Andrea Reads America: Washington

Andrea Reads America map of books set in Washington state
Andrea Reads America: Washington

I’ve never been to Washington, but I sure do want to go now. When I read the state, I  immersed myself in a Seattle bakery, on a sailboat on Puget Sound, and in the humor of Where’d You Go, Bernadette and The Lone Ranger and Tonto Fistfight in Heaven. I love fresh bread, being on boats on salt water, and laughing, so this was a pretty fantastic mix of books for me.

Bread Alone book cover Novel: Bread Alone
Author: Judith Ryan Hendricks, worked in a Seattle bakery
Setting: Seattle, WA

I first read Bread Alone several years ago when I was really into baking bread.
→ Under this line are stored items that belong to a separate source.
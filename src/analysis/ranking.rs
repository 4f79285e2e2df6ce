use std::collections::HashMap;

use crate::models::{CommunityStats, GitHubUser, LanguageStat, RepositorySummary, TopRepository};
use crate::taxonomy::{language_color, POLYGLOT_COLOR};

pub const TOP_LANGUAGE_COUNT: usize = 3;
pub const POLYGLOT: &str = "Polyglot";

/// Top languages by number of repositories declaring them as primary.
///
/// Equal counts keep first-encountered order. Percentages are relative to all
/// repositories, including those without a language. Never returns an empty list.
pub fn rank_languages(repositories: &[RepositorySummary]) -> Vec<LanguageStat> {
    let mut counts: Vec<(&str, u32)> = Vec::new();
    let mut index: HashMap<&str, usize> = HashMap::new();

    for language in repositories.iter().filter_map(|r| r.primary_language.as_deref()) {
        match index.get(language) {
            Some(&i) => counts[i].1 += 1,
            None => {
                index.insert(language, counts.len());
                counts.push((language, 1));
            }
        }
    }

    // Vec::sort_by is stable
    counts.sort_by(|a, b| b.1.cmp(&a.1));

    let total = repositories.len();
    let ranked: Vec<LanguageStat> = counts
        .into_iter()
        .take(TOP_LANGUAGE_COUNT)
        .map(|(name, count)| LanguageStat {
            name: name.to_string(),
            count,
            percentage: percentage_of(count, total),
            color: language_color(name).to_string(),
        })
        .collect();

    if ranked.is_empty() {
        return vec![polyglot()];
    }
    ranked
}

fn percentage_of(count: u32, total: usize) -> u32 {
    if total == 0 {
        return 0;
    }
    (count as f64 / total as f64 * 100.0).round() as u32
}

fn polyglot() -> LanguageStat {
    LanguageStat {
        name: POLYGLOT.to_string(),
        count: 1,
        percentage: 100,
        color: POLYGLOT_COLOR.to_string(),
    }
}

/// Most-starred repository; the first one wins ties.
pub fn select_top_repository(repositories: &[RepositorySummary]) -> TopRepository {
    let mut best: Option<&RepositorySummary> = None;
    for repo in repositories {
        if best.map_or(true, |b| repo.star_count > b.star_count) {
            best = Some(repo);
        }
    }

    match best {
        Some(repo) => TopRepository {
            name: repo.name.clone(),
            description: repo
                .description
                .clone()
                .unwrap_or_else(|| "No description provided.".to_string()),
            stars: repo.star_count,
            language: repo.primary_language.clone(),
            topics: repo.topics.iter().cloned().collect(),
            url: repo.url.clone(),
        },
        None => TopRepository::sentinel(),
    }
}

pub fn community_stats(account: &GitHubUser, repositories: &[RepositorySummary]) -> CommunityStats {
    CommunityStats {
        followers: account.followers,
        following: account.following,
        public_repos: account.public_repos,
        total_stars: repositories.iter().map(|r| r.star_count as u64).sum(),
    }
}
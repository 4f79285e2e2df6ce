//! Input shaping.
//!
//! Turns the three raw payloads into typed, ordered sequences. A missing payload
//! becomes an empty sequence; a malformed record is skipped and counted.

use chrono::{DateTime, Datelike, NaiveDate, Utc};
use serde_json::Value;
use std::collections::btree_map::Entry;
use std::collections::{BTreeMap, BTreeSet};

use crate::error::{Error, Result};
use crate::models::{
    ActivityDay, ActivityEvent, EventKind, RawContributionDay, RawEvent, RawRepository,
    RepositorySummary, SourceKind,
};

/// Raw payloads as delivered by a [`crate::github::StorySource`].
/// `None` means the source could not be fetched.
#[derive(Debug, Clone, Default)]
pub struct RawStoryInputs {
    pub calendar: Option<Value>,
    pub events: Option<Vec<Value>>,
    pub repositories: Option<Vec<Value>>,
}

#[derive(Debug, Clone, Copy, Default, PartialEq, Eq)]
pub struct SkippedRecords {
    pub calendar: usize,
    pub events: usize,
    pub repositories: usize,
}

impl SkippedRecords {
    pub fn total(&self) -> usize {
        self.calendar + self.events + self.repositories
    }
}

#[derive(Debug, Clone, Default)]
pub struct NormalizedInputs {
    /// Chronological, one entry per date.
    pub days: Vec<ActivityDay>,
    pub events: Vec<ActivityEvent>,
    pub repositories: Vec<RepositorySummary>,
    pub skipped: SkippedRecords,
}

pub struct InputNormalizer {
    year: i32,
    event_limit: usize,
}

impl InputNormalizer {
    pub fn new(year: i32, event_limit: usize) -> Self {
        Self { year, event_limit }
    }

    pub fn normalize(&self, raw: &RawStoryInputs) -> NormalizedInputs {
        let (days, skipped_days) = self.normalize_calendar(raw.calendar.as_ref());
        let (events, skipped_events) = self.normalize_events(raw.events.as_deref());
        let (repositories, skipped_repos) =
            self.normalize_repositories(raw.repositories.as_deref());

        let skipped = SkippedRecords {
            calendar: skipped_days,
            events: skipped_events,
            repositories: skipped_repos,
        };
        if skipped.total() > 0 {
            tracing::warn!(
                "Skipped malformed records: {} calendar, {} events, {} repositories",
                skipped.calendar,
                skipped.events,
                skipped.repositories
            );
        }

        NormalizedInputs {
            days,
            events,
            repositories,
            skipped,
        }
    }

    /// Sorted by date; when a date repeats, the last record seen wins.
    pub fn normalize_calendar(&self, payload: Option<&Value>) -> (Vec<ActivityDay>, usize) {
        let Some(payload) = payload else {
            return (Vec::new(), 0);
        };

        let entries = match payload {
            Value::Array(entries) => entries,
            other => match other.get("contributions").and_then(Value::as_array) {
                Some(entries) => entries,
                None => {
                    tracing::warn!(
                        "{}",
                        Error::malformed(SourceKind::Calendar, "payload has no contributions array")
                    );
                    return (Vec::new(), 0);
                }
            },
        };

        let mut by_date: BTreeMap<NaiveDate, u32> = BTreeMap::new();
        let mut skipped = 0;

        for entry in entries {
            match parse_day(entry, self.year) {
                Ok(day) => match by_date.entry(day.date) {
                    Entry::Occupied(mut existing) => {
                        tracing::debug!("Duplicate calendar date {}, keeping latest", day.date);
                        existing.insert(day.commits);
                    }
                    Entry::Vacant(slot) => {
                        slot.insert(day.commits);
                    }
                },
                Err(e) => {
                    tracing::debug!("{}", e);
                    skipped += 1;
                }
            }
        }

        let days = by_date
            .into_iter()
            .map(|(date, commits)| ActivityDay::new(date, commits))
            .collect();
        (days, skipped)
    }

    /// Keeps source order and stops once the sample cap is reached.
    pub fn normalize_events(&self, payload: Option<&[Value]>) -> (Vec<ActivityEvent>, usize) {
        let Some(entries) = payload else {
            return (Vec::new(), 0);
        };

        let mut events = Vec::with_capacity(entries.len().min(self.event_limit));
        let mut skipped = 0;

        for entry in entries {
            if events.len() >= self.event_limit {
                break;
            }
            match parse_event(entry) {
                Ok(event) => events.push(event),
                Err(e) => {
                    tracing::debug!("{}", e);
                    skipped += 1;
                }
            }
        }

        (events, skipped)
    }

    pub fn normalize_repositories(
        &self,
        payload: Option<&[Value]>,
    ) -> (Vec<RepositorySummary>, usize) {
        let Some(entries) = payload else {
            return (Vec::new(), 0);
        };

        let mut repositories = Vec::with_capacity(entries.len());
        let mut skipped = 0;

        for entry in entries {
            match parse_repository(entry) {
                Ok(repo) => repositories.push(repo),
                Err(e) => {
                    tracing::debug!("{}", e);
                    skipped += 1;
                }
            }
        }

        (repositories, skipped)
    }
}

fn parse_day(value: &Value, year: i32) -> Result<ActivityDay> {
    let raw: RawContributionDay = serde_json::from_value(value.clone())
        .map_err(|e| Error::malformed(SourceKind::Calendar, e.to_string()))?;

    let date = NaiveDate::parse_from_str(raw.date.trim(), "%Y-%m-%d").map_err(|_| {
        Error::malformed(SourceKind::Calendar, format!("bad date '{}'", raw.date))
    })?;

    if date.year() != year {
        return Err(Error::malformed(
            SourceKind::Calendar,
            format!("{} is outside {}", date, year),
        ));
    }

    let commits = u32::try_from(raw.count.unwrap_or(0)).map_err(|_| {
        Error::malformed(
            SourceKind::Calendar,
            format!("bad count {:?} on {}", raw.count, date),
        )
    })?;

    Ok(ActivityDay::new(date, commits))
}

fn parse_event(value: &Value) -> Result<ActivityEvent> {
    let raw: RawEvent = serde_json::from_value(value.clone())
        .map_err(|e| Error::malformed(SourceKind::Events, e.to_string()))?;

    let created_at = raw
        .created_at
        .ok_or_else(|| Error::malformed(SourceKind::Events, "missing created_at"))?;

    let timestamp = DateTime::parse_from_rfc3339(created_at.trim())
        .map(|dt| dt.with_timezone(&Utc))
        .map_err(|_| {
            Error::malformed(SourceKind::Events, format!("bad timestamp '{}'", created_at))
        })?;

    let kind = raw
        .event_type
        .as_deref()
        .map(EventKind::from_api_type)
        .unwrap_or(EventKind::Other);

    Ok(ActivityEvent { kind, timestamp })
}

fn parse_repository(value: &Value) -> Result<RepositorySummary> {
    let raw: RawRepository = serde_json::from_value(value.clone())
        .map_err(|e| Error::malformed(SourceKind::Repositories, e.to_string()))?;

    let name = raw.name.trim().to_string();
    if name.is_empty() {
        return Err(Error::malformed(SourceKind::Repositories, "empty name"));
    }

    let primary_language = raw
        .language
        .map(|l| l.trim().to_string())
        .filter(|l| !l.is_empty());

    let topics: BTreeSet<String> = raw
        .topics
        .into_iter()
        .map(|t| t.trim().to_string())
        .filter(|t| !t.is_empty())
        .collect();

    Ok(RepositorySummary {
        name,
        description: raw.description.filter(|d| !d.trim().is_empty()),
        star_count: raw.stargazers_count,
        primary_language,
        topics,
        url: raw.html_url,
    })
}

#[cfg(test)]
mod tests {
    use super::*;
    use pretty_assertions::assert_eq;
    use serde_json::json;

    fn date(y: i32, m: u32, d: u32) -> NaiveDate {
        NaiveDate::from_ymd_opt(y, m, d).unwrap()
    }

    #[test]
    fn test_missing_sources_yield_empty_sequences() {
        let normalized = InputNormalizer::new(2025, 100).normalize(&RawStoryInputs::default());
        assert!(normalized.days.is_empty());
        assert!(normalized.events.is_empty());
        assert!(normalized.repositories.is_empty());
        assert_eq!(normalized.skipped, SkippedRecords::default());
    }

    #[test]
    fn test_calendar_sorted_deduplicated_and_filtered() {
        let payload = json!({
            "total": {"2025": 9},
            "contributions": [
                {"date": "2025-01-03", "count": 2, "level": 1},
                {"date": "2025-01-01", "count": 4, "level": 2},
                {"date": "2025-01-02"},
                {"date": "2025-01-03", "count": 3, "level": 1},
                {"date": "not-a-date", "count": 1},
                {"date": "2024-12-31", "count": 8},
                {"date": "2025-01-04", "count": -2},
                {"count": 5}
            ]
        });

        let (days, skipped) = InputNormalizer::new(2025, 100).normalize_calendar(Some(&payload));

        assert_eq!(
            days,
            vec![
                ActivityDay::new(date(2025, 1, 1), 4),
                ActivityDay::new(date(2025, 1, 2), 0),
                ActivityDay::new(date(2025, 1, 3), 3),
            ]
        );
        assert_eq!(skipped, 4);
    }

    #[test]
    fn test_calendar_without_contributions_is_empty() {
        let payload = json!({"error": "user not found"});
        let (days, skipped) = InputNormalizer::new(2025, 100).normalize_calendar(Some(&payload));
        assert!(days.is_empty());
        assert_eq!(skipped, 0);
    }

    #[test]
    fn test_events_parsed_and_capped() {
        let payload = vec![
            json!({"type": "PushEvent", "created_at": "2025-06-01T22:15:00Z"}),
            json!({"type": "WatchEvent", "created_at": "2025-06-01T21:00:00Z"}),
            json!({"type": "IssuesEvent", "created_at": "yesterday"}),
            json!({"type": "PullRequestEvent"}),
            json!({"type": "PullRequestReviewEvent", "created_at": "2025-05-30T09:00:00+02:00"}),
            json!({"type": "PushEvent", "created_at": "2025-05-29T10:00:00Z"}),
        ];

        let (events, skipped) = InputNormalizer::new(2025, 3).normalize_events(Some(&payload));

        assert_eq!(events.len(), 3);
        assert_eq!(events[0].kind, EventKind::Push);
        assert_eq!(events[1].kind, EventKind::Other);
        assert_eq!(events[2].kind, EventKind::Review);
        assert_eq!(events[2].timestamp.to_rfc3339(), "2025-05-30T07:00:00+00:00");
        assert_eq!(skipped, 2);
    }

    #[test]
    fn test_repositories_shaped() {
        let payload = vec![
            json!({
                "name": "gitstory",
                "description": "",
                "stargazers_count": 7,
                "language": "Rust",
                "topics": ["cli", "github", "cli"],
                "html_url": "https://github.com/octocat/gitstory"
            }),
            json!({"name": "scratch", "language": null}),
            json!({"name": "broken", "stargazers_count": "many"}),
            json!({"name": "  "}),
        ];

        let (repos, skipped) =
            InputNormalizer::new(2025, 100).normalize_repositories(Some(&payload));

        assert_eq!(repos.len(), 2);
        assert_eq!(repos[0].name, "gitstory");
        assert_eq!(repos[0].description, None);
        assert_eq!(repos[0].star_count, 7);
        assert_eq!(repos[0].primary_language.as_deref(), Some("Rust"));
        assert_eq!(repos[0].topics.len(), 2);
        assert_eq!(repos[1].primary_language, None);
        assert_eq!(repos[1].star_count, 0);
        assert_eq!(skipped, 2);
    }
}
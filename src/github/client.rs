use async_trait::async_trait;
use reqwest::header::{self, HeaderMap};
use reqwest::{Client, RequestBuilder, Response, StatusCode};
use serde_json::Value;

use crate::config::Config;
use crate::error::{Error, Result};
use crate::github::paginator::Paginator;
use crate::github::rate_limiter::{seconds_until_reset, RateLimiter};
use crate::github::source::StorySource;
use crate::models::GitHubUser;

/// Upper bound on repositories considered; the story reads a single page.
const MAX_REPOSITORIES: usize = 100;

pub struct GitHubClient {
    client: Client,
    rate_limiter: RateLimiter,
    token: Option<String>,
    base_url: String,
    contributions_url: String,
}

impl GitHubClient {
    pub fn new(token: Option<&str>) -> Result<Self> {
        Self::from_config(&Config {
            github_token: token.map(str::to_string),
            ..Config::default()
        })
    }

    pub fn from_config(config: &Config) -> Result<Self> {
        let mut headers = header::HeaderMap::new();
        headers.insert(
            header::USER_AGENT,
            header::HeaderValue::from_static("gitstory/0.1"),
        );

        let client = Client::builder().default_headers(headers).build()?;

        Ok(Self {
            client,
            rate_limiter: RateLimiter::new(),
            token: config.github_token.clone(),
            base_url: config.github_api_url.trim_end_matches('/').to_string(),
            contributions_url: config.contributions_api_url.trim_end_matches('/').to_string(),
        })
    }

    fn api_request(&self, url: &str) -> Result<RequestBuilder> {
        let mut request = self
            .client
            .get(url)
            .header(header::ACCEPT, "application/vnd.github+json")
            .header("X-GitHub-Api-Version", "2022-11-28");

        if let Some(ref token) = self.token {
            request = request.header(
                header::AUTHORIZATION,
                header::HeaderValue::from_str(&format!("Bearer {}", token))?,
            );
        }

        Ok(request)
    }

    /// Sends a rate-limited GET to the GitHub API and rejects non-success statuses.
    pub async fn send_api_request(&self, url: &str) -> Result<Response> {
        self.rate_limiter.wait().await;
        let response = self.api_request(url)?.send().await?;
        self.rate_limiter.record(response.headers()).await;
        check_status(response, url).await
    }

    pub async fn get_user(&self, username: &str) -> Result<GitHubUser> {
        self.rate_limiter.wait().await;
        let url = format!("{}/users/{}", self.base_url, username);
        tracing::info!("Fetching user: {}", username);

        let response = self.api_request(&url)?.send().await?;
        self.rate_limiter.record(response.headers()).await;

        if let Some(err) = account_failure(response.status(), response.headers(), username) {
            return Err(err);
        }

        let response = check_status(response, &url).await?;
        Ok(response.json().await?)
    }

    pub async fn get_user_repos(&self, username: &str) -> Result<Vec<Value>> {
        let url = format!("{}/users/{}/repos?sort=pushed&type=all", self.base_url, username);
        tracing::info!("Fetching repositories for: {}", username);
        Paginator::new(self)
            .fetch_limited(&url, 100, MAX_REPOSITORIES)
            .await
    }

    pub async fn get_user_events(&self, username: &str, limit: usize) -> Result<Vec<Value>> {
        let url = format!("{}/users/{}/events", self.base_url, username);
        tracing::info!("Fetching recent events for: {}", username);
        Paginator::new(self)
            .fetch_limited(&url, limit.min(100) as u32, limit)
            .await
    }

    pub async fn get_contribution_calendar(&self, username: &str, year: i32) -> Result<Value> {
        let url = format!("{}/{}?y={}", self.contributions_url, username, year);
        tracing::info!("Fetching {} contribution calendar for: {}", year, username);

        let response = self.client.get(&url).send().await?;
        let response = check_status(response, &url).await?;
        Ok(response.json().await?)
    }

    pub fn rate_limiter(&self) -> &RateLimiter {
        &self.rate_limiter
    }
}

async fn check_status(response: Response, url: &str) -> Result<Response> {
    let status = response.status();
    if status.is_success() {
        return Ok(response);
    }

    if let Some(err) = rate_limit_failure(status, response.headers()) {
        return Err(err);
    }

    let body = response.text().await.unwrap_or_default();
    Err(Error::GitHubApi(format!(
        "{} {} - {}",
        status.as_u16(),
        url,
        body
    )))
}

/// 429, or a 403 that carries rate limit headers (primary or secondary limit).
fn rate_limit_failure(status: StatusCode, headers: &HeaderMap) -> Option<Error> {
    let exhausted = headers
        .get("x-ratelimit-remaining")
        .and_then(|v| v.to_str().ok())
        == Some("0");
    let secondary = headers.contains_key(header::RETRY_AFTER);

    let limited = status == StatusCode::TOO_MANY_REQUESTS
        || (status == StatusCode::FORBIDDEN && (exhausted || secondary));
    limited.then(|| Error::RateLimited(seconds_until_reset(headers).unwrap_or(60)))
}

/// The account lookup treats every 403 as rate limiting.
fn account_failure(status: StatusCode, headers: &HeaderMap, username: &str) -> Option<Error> {
    match status {
        StatusCode::NOT_FOUND => Some(Error::UserNotFound(username.to_string())),
        StatusCode::FORBIDDEN => {
            let retry_after = seconds_until_reset(headers).unwrap_or(60);
            Some(Error::RateLimited(retry_after))
        }
        _ => rate_limit_failure(status, headers),
    }
}

#[async_trait]
impl StorySource for GitHubClient {
    async fn fetch_account(&self, username: &str) -> Result<GitHubUser> {
        self.get_user(username).await
    }

    async fn fetch_calendar(&self, username: &str, year: i32) -> Result<Value> {
        self.get_contribution_calendar(username, year).await
    }

    async fn fetch_events(&self, username: &str, limit: usize) -> Result<Vec<Value>> {
        self.get_user_events(username, limit).await
    }

    async fn fetch_repositories(&self, username: &str) -> Result<Vec<Value>> {
        self.get_user_repos(username).await
    }

    fn name(&self) -> &str {
        "github"
    }
}
use serde::{Deserialize, Serialize};
use std::collections::BTreeSet;

/// Repository record as returned by `GET /users/{user}/repos`.
#[derive(Debug, Clone, Deserialize)]
pub struct RawRepository {
    pub name: String,
    #[serde(default)]
    pub description: Option<String>,
    #[serde(default)]
    pub stargazers_count: u32,
    #[serde(default)]
    pub language: Option<String>,
    #[serde(default)]
    pub topics: Vec<String>,
    #[serde(default)]
    pub html_url: String,
}

#[derive(Debug, Clone, PartialEq, Eq, Serialize, Deserialize)]
pub struct RepositorySummary {
    pub name: String,
    pub description: Option<String>,
    pub star_count: u32,
    pub primary_language: Option<String>,
    pub topics: BTreeSet<String>,
    pub url: String,
}
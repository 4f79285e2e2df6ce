pub mod config;
pub mod error;
pub mod models;
pub mod github;
pub mod taxonomy;
pub mod analysis;

pub use config::{Config, StoryOptions};
pub use error::{Error, Result};
pub use github::{DemoSource, GitHubClient, StorySource};
pub use analysis::{build_story, StoryPipeline};
pub use models::StorySummary;
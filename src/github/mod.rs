pub mod client;
pub mod demo;
pub mod paginator;
pub mod rate_limiter;
pub mod source;

pub use client::GitHubClient;
pub use demo::DemoSource;
pub use paginator::Paginator;
pub use rate_limiter::RateLimiter;
pub use source::StorySource;
use serde::{Deserialize, Serialize};

use super::calendar::ActivityDay;

pub const WEEKDAY_LABELS: [&str; 7] = [
    "Sundays",
    "Mondays",
    "Tuesdays",
    "Wednesdays",
    "Thursdays",
    "Fridays",
    "Saturdays",
];

#[derive(Debug, Clone, PartialEq, Serialize, Deserialize)]
pub struct StorySummary {
    pub username: String,
    pub display_name: String,
    pub avatar_url: String,
    pub year: i32,
    pub total_commits: u32,
    pub longest_streak: u32,
    /// 0 = Sunday .. 6 = Saturday
    pub busiest_weekday: usize,
    pub busiest_day: String,
    pub top_languages: Vec<LanguageStat>,
    pub top_repository: TopRepository,
    pub velocity: Vec<ActivityDay>,
    pub weekday_totals: [u32; 7],
    pub productivity: ProductivityProfile,
    pub archetype: Archetype,
    pub contribution_breakdown: ContributionBreakdown,
    pub community: CommunityStats,
}

#[derive(Debug, Clone, PartialEq, Eq, Serialize, Deserialize)]
pub struct LanguageStat {
    pub name: String,
    pub count: u32,
    pub percentage: u32,
    pub color: String,
}

#[derive(Debug, Clone, PartialEq, Eq, Serialize, Deserialize)]
pub struct TopRepository {
    pub name: String,
    pub description: String,
    pub stars: u32,
    pub language: Option<String>,
    pub topics: Vec<String>,
    pub url: String,
}

impl TopRepository {
    pub const SENTINEL_NAME: &'static str = "No Public Repos";

    /// Placeholder used when the account has no repositories.
    pub fn sentinel() -> Self {
        Self {
            name: Self::SENTINEL_NAME.to_string(),
            description: "Start coding to write history.".to_string(),
            stars: 0,
            language: None,
            topics: Vec::new(),
            url: String::new(),
        }
    }

    pub fn is_sentinel(&self) -> bool {
        self.name == Self::SENTINEL_NAME && self.url.is_empty()
    }
}

/// Yearly activity counts. `commits` comes from the calendar; the rest are estimates.
#[derive(Debug, Clone, Copy, PartialEq, Eq, Default, Serialize, Deserialize)]
pub struct ContributionBreakdown {
    pub commits: u32,
    pub pull_requests: u32,
    pub issues: u32,
    pub reviews: u32,
}

impl ContributionBreakdown {
    pub fn total_activity(&self) -> u64 {
        self.commits as u64 + self.pull_requests as u64 + self.issues as u64 + self.reviews as u64
    }
}

#[derive(Debug, Clone, Copy, PartialEq, Eq, Default, Serialize, Deserialize)]
pub struct CommunityStats {
    pub followers: u32,
    pub following: u32,
    pub public_repos: u32,
    pub total_stars: u64,
}

#[derive(Debug, Clone, Copy, PartialEq, Eq, Hash, Serialize, Deserialize)]
pub enum TimeOfDay {
    Morning,
    Afternoon,
    Evening,
    #[serde(rename = "Late Night")]
    LateNight,
}

impl TimeOfDay {
    /// Buckets an hour of day (0-23); 22:00 through 04:59 is late night.
    pub fn from_hour(hour: u32) -> Self {
        match hour {
            5..=11 => TimeOfDay::Morning,
            12..=16 => TimeOfDay::Afternoon,
            17..=21 => TimeOfDay::Evening,
            _ => TimeOfDay::LateNight,
        }
    }
}

impl std::fmt::Display for TimeOfDay {
    fn fmt(&self, f: &mut std::fmt::Formatter<'_>) -> std::fmt::Result {
        match self {
            TimeOfDay::Morning => write!(f, "Morning"),
            TimeOfDay::Afternoon => write!(f, "Afternoon"),
            TimeOfDay::Evening => write!(f, "Evening"),
            TimeOfDay::LateNight => write!(f, "Late Night"),
        }
    }
}

#[derive(Debug, Clone, Copy, PartialEq, Eq, Serialize, Deserialize)]
pub struct ProductivityProfile {
    pub peak_hour: u32,
    pub time_of_day: TimeOfDay,
}

#[derive(Debug, Clone, Copy, PartialEq, Eq, Hash, Serialize, Deserialize)]
pub enum Archetype {
    #[serde(rename = "The Pull Request Pro")]
    PullRequestPro,
    #[serde(rename = "The Reviewer")]
    Reviewer,
    #[serde(rename = "The Weekend Warrior")]
    WeekendWarrior,
    #[serde(rename = "The Night Owl")]
    NightOwl,
    #[serde(rename = "The Early Bird")]
    EarlyBird,
    #[serde(rename = "The Grid Painter")]
    GridPainter,
    #[serde(rename = "The Consistent")]
    Consistent,
    #[serde(rename = "The Planner")]
    Planner,
    #[serde(rename = "The Community Star")]
    CommunityStar,
    #[serde(rename = "The Tinkerer")]
    Tinkerer,
}

impl Archetype {
    pub fn label(&self) -> &'static str {
        match self {
            Archetype::PullRequestPro => "The Pull Request Pro",
            Archetype::Reviewer => "The Reviewer",
            Archetype::WeekendWarrior => "The Weekend Warrior",
            Archetype::NightOwl => "The Night Owl",
            Archetype::EarlyBird => "The Early Bird",
            Archetype::GridPainter => "The Grid Painter",
            Archetype::Consistent => "The Consistent",
            Archetype::Planner => "The Planner",
            Archetype::CommunityStar => "The Community Star",
            Archetype::Tinkerer => "The Tinkerer",
        }
    }
}

impl std::fmt::Display for Archetype {
    fn fmt(&self, f: &mut std::fmt::Formatter<'_>) -> std::fmt::Result {
        f.write_str(self.label())
    }
}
I was excited to get to Washington on my reading project so I could read it again. Filled with scenes of coffee on wet days in Seattle, wood for stoves, and the comforting smells of fresh bread baking, it sucked me in immediately and me want to give up everything and become a baker.

Outside, the rain hasn’t stopped so much as paused, and the air is cold and scoured clean.

Bread Alone is a novel about a woman, Wynter, who is going through an unexpected divorce and who finds her way back to herself through baking bread. It’s a comforting book, and this probably won’t be the last time I read it, especially since it has recipes. It’d be a great book for fall or winter.

Just rocky, conifer-covered mountains thrusting up from the cold, blue Pacific. Air so clean it sears your throat with a sweet ocean smell.

Before the Wind Novel: Before the Wind
Author: Jim Lynch, born Seattle, lives in Olympia
Setting: Puget Sound, Washington

As a novice sailor, I was excited to finally find a novel about modern, local sailing (vs. round-the-world adventures). The main character of Before the Wind comes from a family of sailboat racers, and he lives on his boat in a marina on Puget Sound. The marina scene itself is entertaining, filled with the types of characters you’d expect who live on boats, and the types of boats you’d expect them to live on if you’ve ever spent time in small marinas on the coast.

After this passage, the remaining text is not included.